▶ Goal of the exercise
Your task is to repeat each record verbatim, exactly as it was written.

Start of Task data

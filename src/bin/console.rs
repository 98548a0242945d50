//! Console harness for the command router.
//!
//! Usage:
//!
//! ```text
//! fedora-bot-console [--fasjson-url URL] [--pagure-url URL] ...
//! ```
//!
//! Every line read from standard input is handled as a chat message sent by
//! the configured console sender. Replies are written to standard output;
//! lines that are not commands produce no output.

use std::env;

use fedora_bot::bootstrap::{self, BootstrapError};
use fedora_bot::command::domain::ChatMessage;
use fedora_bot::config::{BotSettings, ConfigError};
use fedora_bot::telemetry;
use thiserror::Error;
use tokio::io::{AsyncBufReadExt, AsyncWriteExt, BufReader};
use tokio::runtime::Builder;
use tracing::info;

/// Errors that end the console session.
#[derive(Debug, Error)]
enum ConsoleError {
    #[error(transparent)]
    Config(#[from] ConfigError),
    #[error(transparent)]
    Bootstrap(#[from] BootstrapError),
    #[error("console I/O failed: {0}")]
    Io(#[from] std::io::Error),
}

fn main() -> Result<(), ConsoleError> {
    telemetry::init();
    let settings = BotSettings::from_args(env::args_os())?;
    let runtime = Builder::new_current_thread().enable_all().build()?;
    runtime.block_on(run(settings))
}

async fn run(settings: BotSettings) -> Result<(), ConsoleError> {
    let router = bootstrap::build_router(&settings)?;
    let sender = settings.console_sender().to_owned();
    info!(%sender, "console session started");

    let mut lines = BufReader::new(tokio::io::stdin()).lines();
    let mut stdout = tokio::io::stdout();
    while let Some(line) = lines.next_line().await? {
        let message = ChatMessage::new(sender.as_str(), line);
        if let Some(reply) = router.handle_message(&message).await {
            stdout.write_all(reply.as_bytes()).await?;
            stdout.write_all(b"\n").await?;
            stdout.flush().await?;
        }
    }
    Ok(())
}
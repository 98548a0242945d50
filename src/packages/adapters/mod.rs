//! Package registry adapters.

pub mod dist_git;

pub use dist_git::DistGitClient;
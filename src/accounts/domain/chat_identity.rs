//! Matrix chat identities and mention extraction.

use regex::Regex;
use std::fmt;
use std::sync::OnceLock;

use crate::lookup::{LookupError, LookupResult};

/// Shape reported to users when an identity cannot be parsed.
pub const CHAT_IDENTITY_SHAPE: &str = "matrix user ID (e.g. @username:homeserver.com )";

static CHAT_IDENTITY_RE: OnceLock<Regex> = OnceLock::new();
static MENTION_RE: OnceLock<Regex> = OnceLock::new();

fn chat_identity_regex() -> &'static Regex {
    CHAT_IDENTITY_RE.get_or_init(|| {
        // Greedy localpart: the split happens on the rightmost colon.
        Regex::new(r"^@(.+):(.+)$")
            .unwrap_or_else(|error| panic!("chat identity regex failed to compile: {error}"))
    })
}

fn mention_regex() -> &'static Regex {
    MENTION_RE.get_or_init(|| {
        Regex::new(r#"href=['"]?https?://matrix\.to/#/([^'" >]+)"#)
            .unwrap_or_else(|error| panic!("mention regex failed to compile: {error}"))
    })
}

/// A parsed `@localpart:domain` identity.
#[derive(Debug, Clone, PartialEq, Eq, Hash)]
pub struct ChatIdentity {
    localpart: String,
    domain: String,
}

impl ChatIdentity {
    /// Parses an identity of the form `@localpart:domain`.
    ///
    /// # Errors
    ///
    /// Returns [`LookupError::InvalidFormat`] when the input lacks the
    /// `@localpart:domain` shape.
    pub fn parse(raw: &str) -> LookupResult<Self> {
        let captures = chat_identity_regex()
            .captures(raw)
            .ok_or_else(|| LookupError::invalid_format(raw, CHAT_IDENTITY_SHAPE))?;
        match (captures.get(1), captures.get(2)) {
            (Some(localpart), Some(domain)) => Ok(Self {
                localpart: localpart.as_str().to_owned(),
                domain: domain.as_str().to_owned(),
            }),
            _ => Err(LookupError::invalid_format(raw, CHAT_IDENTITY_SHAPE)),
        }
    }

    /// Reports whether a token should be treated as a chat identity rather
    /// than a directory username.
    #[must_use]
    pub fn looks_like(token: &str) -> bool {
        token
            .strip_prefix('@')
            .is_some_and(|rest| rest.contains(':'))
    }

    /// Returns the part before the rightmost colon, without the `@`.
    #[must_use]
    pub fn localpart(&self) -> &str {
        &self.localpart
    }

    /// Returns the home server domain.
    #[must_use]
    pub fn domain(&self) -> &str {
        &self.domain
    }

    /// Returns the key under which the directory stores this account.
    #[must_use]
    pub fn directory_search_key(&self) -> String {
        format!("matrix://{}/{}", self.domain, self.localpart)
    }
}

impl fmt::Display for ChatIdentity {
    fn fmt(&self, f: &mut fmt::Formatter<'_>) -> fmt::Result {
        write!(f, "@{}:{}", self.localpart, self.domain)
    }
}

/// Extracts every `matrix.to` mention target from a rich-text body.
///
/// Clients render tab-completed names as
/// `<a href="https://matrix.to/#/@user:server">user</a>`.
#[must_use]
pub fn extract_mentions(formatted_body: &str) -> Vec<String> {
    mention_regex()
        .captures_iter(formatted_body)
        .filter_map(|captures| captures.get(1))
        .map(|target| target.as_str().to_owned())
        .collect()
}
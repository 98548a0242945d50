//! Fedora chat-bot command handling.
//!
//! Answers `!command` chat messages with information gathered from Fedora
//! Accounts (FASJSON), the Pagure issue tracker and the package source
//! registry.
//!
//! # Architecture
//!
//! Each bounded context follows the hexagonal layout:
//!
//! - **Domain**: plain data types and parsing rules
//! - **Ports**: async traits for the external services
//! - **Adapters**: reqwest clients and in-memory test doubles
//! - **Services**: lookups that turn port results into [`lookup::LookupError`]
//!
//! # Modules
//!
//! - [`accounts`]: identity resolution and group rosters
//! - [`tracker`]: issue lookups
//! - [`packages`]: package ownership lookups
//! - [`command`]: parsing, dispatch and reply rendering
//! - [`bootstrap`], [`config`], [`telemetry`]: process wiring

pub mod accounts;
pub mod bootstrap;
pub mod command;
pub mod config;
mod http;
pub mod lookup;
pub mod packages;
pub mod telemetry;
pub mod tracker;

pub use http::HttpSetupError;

End of Task data

▶ Expected output
filename src/bin/console.rs
repository 98548a0242945d50
//! Console harness for the command router.
//!
//! Usage:
//!
//! ```text
//! fedora-bot-console [--fasjson-url URL] [--pagure-url URL] ...
//! ```
//!
//! Every line read from standard input is handled as a chat message sent by
//! the configured console sender. Replies are written to standard output;
//! lines that are not commands produce no output.

use std::env;

use fedora_bot::bootstrap::{self, BootstrapError};
use fedora_bot::command::domain::ChatMessage;
use fedora_bot::config::{BotSettings, ConfigError};
use fedora_bot::telemetry;
use thiserror::Error;
use tokio::io::{AsyncBufReadExt, AsyncWriteExt, BufReader};
use tokio::runtime::Builder;
use tracing::info;

/// Errors that end the console session.
#[derive(Debug, Error)]
enum ConsoleError {
    #[error(transparent)]
    Config(#[from] ConfigError),
    #[error(transparent)]
    Bootstrap(#[from] BootstrapError),
    #[error("console I/O failed: {0}")]
    Io(#[from] std::io::Error),
}

fn main() -> Result<(), ConsoleError> {
    telemetry::init();
    let settings = BotSettings::from_args(env::args_os())?;
    let runtime = Builder::new_current_thread().enable_all().build()?;
    runtime.block_on(run(settings))
}

async fn run(settings: BotSettings) -> Result<(), ConsoleError> {
    let router = bootstrap::build_router(&settings)?;
    let sender = settings.console_sender().to_owned();
    info!(%sender, "console session started");

    let mut lines = BufReader::new(tokio::io::stdin()).lines();
    let mut stdout = tokio::io::stdout();
    while let Some(line) = lines.next_line().await? {
        let message = ChatMessage::new(sender.as_str(), line);
        if let Some(reply) = router.handle_message(&message).await {
            stdout.write_all(reply.as_bytes()).await?;
            stdout.write_all(b"\n").await?;
            stdout.flush().await?;
        }
    }
    Ok(())
}
repository 98548a0242945d50
filename src/packages/adapters/mod.rs
//! Package registry adapters.

pub mod dist_git;

pub use dist_git::DistGitClient;
filename src/accounts/domain/chat_identity.rs
//! Matrix chat identities and mention extraction.

use regex::Regex;
use std::fmt;
use std::sync::OnceLock;

use crate::lookup::{LookupError, LookupResult};

/// Shape reported to users when an identity cannot be parsed.
pub const CHAT_IDENTITY_SHAPE: &str = "matrix user ID (e.g. @username:homeserver.com )";

static CHAT_IDENTITY_RE: OnceLock<Regex> = OnceLock::new();
static MENTION_RE: OnceLock<Regex> = OnceLock::new();

fn chat_identity_regex() -> &'static Regex {
    CHAT_IDENTITY_RE.get_or_init(|| {
        // Greedy localpart: the split happens on the rightmost colon.
        Regex::new(r"^@(.+):(.+)$")
            .unwrap_or_else(|error| panic!("chat identity regex failed to compile: {error}"))
    })
}

fn mention_regex() -> &'static Regex {
    MENTION_RE.get_or_init(|| {
        Regex::new(r#"href=['"]?https?://matrix\.to/#/([^'" >]+)"#)
            .unwrap_or_else(|error| panic!("mention regex failed to compile: {error}"))
    })
}

/// A parsed `@localpart:domain` identity.
#[derive(Debug, Clone, PartialEq, Eq, Hash)]
pub struct ChatIdentity {
    localpart: String,
    domain: String,
}

impl ChatIdentity {
    /// Parses an identity of the form `@localpart:domain`.
    ///
    /// # Errors
    ///
    /// Returns [`LookupError::InvalidFormat`] when the input lacks the
    /// `@localpart:domain` shape.
    pub fn parse(raw: &str) -> LookupResult<Self> {
        let captures = chat_identity_regex()
            .captures(raw)
            .ok_or_else(|| LookupError::invalid_format(raw, CHAT_IDENTITY_SHAPE))?;
        match (captures.get(1), captures.get(2)) {
            (Some(localpart), Some(domain)) => Ok(Self {
                localpart: localpart.as_str().to_owned(),
                domain: domain.as_str().to_owned(),
            }),
            _ => Err(LookupError::invalid_format(raw, CHAT_IDENTITY_SHAPE)),
        }
    }

    /// Reports whether a token should be treated as a chat identity rather
    /// than a directory username.
    #[must_use]
    pub fn looks_like(token: &str) -> bool {
        token
            .strip_prefix('@')
            .is_some_and(|rest| rest.contains(':'))
    }

    /// Returns the part before the rightmost colon, without the `@`.
    #[must_use]
    pub fn localpart(&self) -> &str {
        &self.localpart
    }

    /// Returns the home server domain.
    #[must_use]
    pub fn domain(&self) -> &str {
        &self.domain
    }

    /// Returns the key under which the directory stores this account.
    #[must_use]
    pub fn directory_search_key(&self) -> String {
        format!("matrix://{}/{}", self.domain, self.localpart)
    }
}

impl fmt::Display for ChatIdentity {
    fn fmt(&self, f: &mut fmt::Formatter<'_>) -> fmt::Result {
        write!(f, "@{}:{}", self.localpart, self.domain)
    }
}

/// Extracts every `matrix.to` mention target from a rich-text body.
///
/// Clients render tab-completed names as
/// `<a href="https://matrix.to/#/@user:server">user</a>`.
#[must_use]
pub fn extract_mentions(formatted_body: &str) -> Vec<String> {
    mention_regex()
        .captures_iter(formatted_body)
        .filter_map(|captures| captures.get(1))
        .map(|target| target.as_str().to_owned())
        .collect()
}
repository 98548a0242945d50
//! Fedora chat-bot command handling.
//!
//! Answers `!command` chat messages with information gathered from Fedora
//! Accounts (FASJSON), the Pagure issue tracker and the package source
//! registry.
//!
//! # Architecture
//!
//! Each bounded context follows the hexagonal layout:
//!
//! - **Domain**: plain data types and parsing rules
//! - **Ports**: async traits for the external services
//! - **Adapters**: reqwest clients and in-memory test doubles
//! - **Services**: lookups that turn port results into [`lookup::LookupError`]
//!
//! # Modules
//!
//! - [`accounts`]: identity resolution and group rosters
//! - [`tracker`]: issue lookups
//! - [`packages`]: package ownership lookups
//! - [`command`]: parsing, dispatch and reply rendering
//! - [`bootstrap`], [`config`], [`telemetry`]: process wiring

pub mod accounts;
pub mod bootstrap;
pub mod command;
pub mod config;
mod http;
pub mod lookup;
pub mod packages;
pub mod telemetry;
pub mod tracker;

pub use http::HttpSetupError;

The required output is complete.